Templar recently asked UK illustrators to participate in their paper watch project; the watches will then be auctioned in support of Breast Cancer Care. A lovely idea, and one close to my heart, since so many of us are affected by cancer somehow in our lives. I know when my father was ill the support of Macmillan was incredible for my whole family, so I was more than happy to volunteer.
Fundamentally, my work is inspired by nature, so I spent some time sketching out ideas, things that came to mind under the heading of ‘time’, nursery rhymes, stories and since I’m always interested in animals, I found myself thinking about endangered species and their running out of time.
I finally settled on doing something relating to the passing of time in nature. This suits my work well because I love the colours that nature brings, and the passing of the seasons like clockwork. It just so happens I have a piece of work I created for the Affordable Art Fairs entitled Dusk until Dawn. Again, it is inspired by the passing of time, the effects of light and creatures of the night and day. I love the woodland, and so decided to use this piece as the basis to create my watch from.
Being so small I knew this would be a challenge. Also, I was worried about ripping the watch as it’s made of paper. So I started by priming it with some good quality enamel paints to toughen it up a bit. I didn’t really want to draw my design onto it directly as I wanted to capture the detail and subtlety of colour in the leaves of my piece. I also thought it would be better as a 3D paper artwork since leaves are randomly placed in nature and it would act as a sort of bracelet, a multi-function time piece.
I wanted to include the butterfly and moth from my work, and the 3D effect meant they would look less static. So I started by working out the size (to A6), cutting out the leaves in Photoshop, and printing the separate elements.
Next the cutting. This was a tricky business as in fact the pieces were tiny, about a centimetre in width. But I found myself reverting back to childhood, as I remembered a book I had where you cut the tiny pieces out to create a theatre set with little dancing animals, (no perforation or die cuts in those days). I had forgotten how much I used to love miniature things, something that would keep me busy for hours, and definitely inspired by my mum who is a fantastic seamstress and makes tiny dolls house quilts and crocheted blankets.

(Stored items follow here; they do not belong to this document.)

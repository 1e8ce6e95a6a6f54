//! Pipeline configuration
//!
//! Loaded from TOML; every field has a default so an empty file is valid:
//!
//! ```toml
//! verbose = true
//! noise_threshold = 0.07
//! volatility_window = 255
//! indicator_period = 20
//! max_scale = 100.0
//! split_ratio = 0.8
//! cache_dir = "cache/indicators"
//! steps = ["close-pct", "direction:Close", "ma:ema:10:ohlc", "macd"]
//! ```

use crate::error::{FeatureError, Result};
use crate::transforms::direction::DEFAULT_NOISE_THRESHOLD;
use crate::transforms::volatility::DEFAULT_VOLATILITY_WINDOW;
use serde::{Deserialize, Serialize};
use std::fs;
use std::path::{Path, PathBuf};

/// Settings shared by every step of a pipeline run
#[derive(Debug, Clone, PartialEq, Serialize, Deserialize)]
pub struct PipelineConfig {
    /// Report merge sizes, thresholds and split sizes at info level
    #[serde(default)]
    pub verbose: bool,
    #[serde(default = "default_noise_threshold")]
    pub noise_threshold: f64,
    #[serde(default = "default_volatility_window")]
    pub volatility_window: usize,
    /// Time period of the non moving-average indicators
    #[serde(default = "default_indicator_period")]
    pub indicator_period: u32,
    #[serde(default = "default_max_scale")]
    pub max_scale: f64,
    #[serde(default = "default_split_ratio")]
    pub split_ratio: f64,
    /// Directory of a CSV indicator cache
    #[serde(default)]
    pub cache_dir: Option<PathBuf>,
    /// Steps in `name[:arg[:arg]]` form
    #[serde(default)]
    pub steps: Vec<String>,
}

fn default_noise_threshold() -> f64 {
    DEFAULT_NOISE_THRESHOLD
}

fn default_volatility_window() -> usize {
    DEFAULT_VOLATILITY_WINDOW
}

fn default_indicator_period() -> u32 {
    20
}

fn default_max_scale() -> f64 {
    100.0
}

fn default_split_ratio() -> f64 {
    0.8
}

impl Default for PipelineConfig {
    fn default() -> Self {
        Self {
            verbose: false,
            noise_threshold: default_noise_threshold(),
            volatility_window: default_volatility_window(),
            indicator_period: default_indicator_period(),
            max_scale: default_max_scale(),
            split_ratio: default_split_ratio(),
            cache_dir: None,
            steps: Vec::new(),
        }
    }
}

impl PipelineConfig {
    /// Parse and validate a TOML document
    pub fn from_toml_str(contents: &str) -> Result<Self> {
        let config: PipelineConfig = toml::from_str(contents)?;
        config.validate()?;
        Ok(config)
    }

    /// Read and validate a TOML file
    pub fn load(path: &Path) -> Result<Self> {
        let contents = fs::read_to_string(path)?;
        Self::from_toml_str(&contents)
    }

    pub fn with_verbose(mut self, verbose: bool) -> Self {
        self.verbose = verbose;
        self
    }

    pub fn validate(&self) -> Result<()> {
        if !(self.noise_threshold > 0.0 && self.noise_threshold < 1.0) {
            return Err(FeatureError::ConfigError(format!(
                "noise_threshold must be in (0, 1), got {}",
                self.noise_threshold
            )));
        }
        if !(self.split_ratio > 0.0 && self.split_ratio <= 1.0) {
            return Err(FeatureError::ConfigError(format!(
                "split_ratio must be in (0, 1], got {}",
                self.split_ratio
            )));
        }
        if self.volatility_window == 0 {
            return Err(FeatureError::ConfigError("volatility_window must be positive".into()));
        }
        if self.indicator_period == 0 {
            return Err(FeatureError::ConfigError("indicator_period must be positive".into()));
        }
        if !(self.max_scale > 0.0) {
            return Err(FeatureError::ConfigError(format!(
                "max_scale must be positive, got {}",
                self.max_scale
            )));
        }
        Ok(())
    }
}

#[cfg(test)]
mod tests {
    use super::*;

    #[test]
    fn test_default_config() {
        let config = PipelineConfig::default();
        assert!(!config.verbose);
        assert_eq!(config.noise_threshold, 0.07);
        assert_eq!(config.volatility_window, 255);
        assert_eq!(config.indicator_period, 20);
        assert_eq!(config.max_scale, 100.0);
        assert_eq!(config.split_ratio, 0.8);
        assert!(config.validate().is_ok());
    }

    #[test]
    fn test_empty_document_uses_defaults() {
        assert_eq!(PipelineConfig::from_toml_str("").unwrap(), PipelineConfig::default());
    }

    #[test]
    fn test_parse_document() {
        let config = PipelineConfig::from_toml_str(
            r#"
            verbose = true
            noise_threshold = 0.1
            cache_dir = "cache"
            steps = ["adx:change", "direction:Close"]
            "#,
        )
        .unwrap();

        assert!(config.verbose);
        assert_eq!(config.noise_threshold, 0.1);
        assert_eq!(config.cache_dir, Some(PathBuf::from("cache")));
        assert_eq!(config.steps, vec!["adx:change", "direction:Close"]);
        assert_eq!(config.volatility_window, 255);
    }

    #[test]
    fn test_rejects_out_of_range_values() {
        assert!(matches!(
            PipelineConfig::from_toml_str("noise_threshold = 1.5"),
            Err(FeatureError::ConfigError(_))
        ));
        assert!(matches!(
            PipelineConfig::from_toml_str("split_ratio = 0.0"),
            Err(FeatureError::ConfigError(_))
        ));
        assert!(PipelineConfig::from_toml_str("split_ratio = 1.0").is_ok());
        assert!(matches!(
            PipelineConfig::from_toml_str("noise_threshold = \"high\""),
            Err(FeatureError::TomlError(_))
        ));
    }

    #[test]
    fn test_load_from_file() {
        let dir = tempfile::tempdir().unwrap();
        let path = dir.path().join("features.toml");
        fs::write(&path, "volatility_window = 20\n").unwrap();

        let config = PipelineConfig::load(&path).unwrap();
        assert_eq!(config.volatility_window, 20);
    }
}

Once I had all my tiny pieces, the fun could begin creating the collage. I then varnished the watch several times, again to ensure it could take some wear and to hold the pieces in place securely.
I spray painted the back, which was fraught with danger, since you never know with spray paint where the little droplets will fly. I also did this because I wasn’t happy about the white backs of the leaves. (But I really should do this in advance next time).
Finally, after all these applications, of glue, paint and varnish, I left the piece to dry for as long as possible, while I decorated the case.
And here it is in all its glory.
I hope you like my autumnal, seasonal, nature inspired paper ‘watchlet’, and hope it raises lots of money for Templar and their chosen cancer charity. If you’re interested in seeing more of my work you can find images about my processes on Instagram and Twitter: @sarahundart and also on Facebook: www.facebook.com/sarahundart.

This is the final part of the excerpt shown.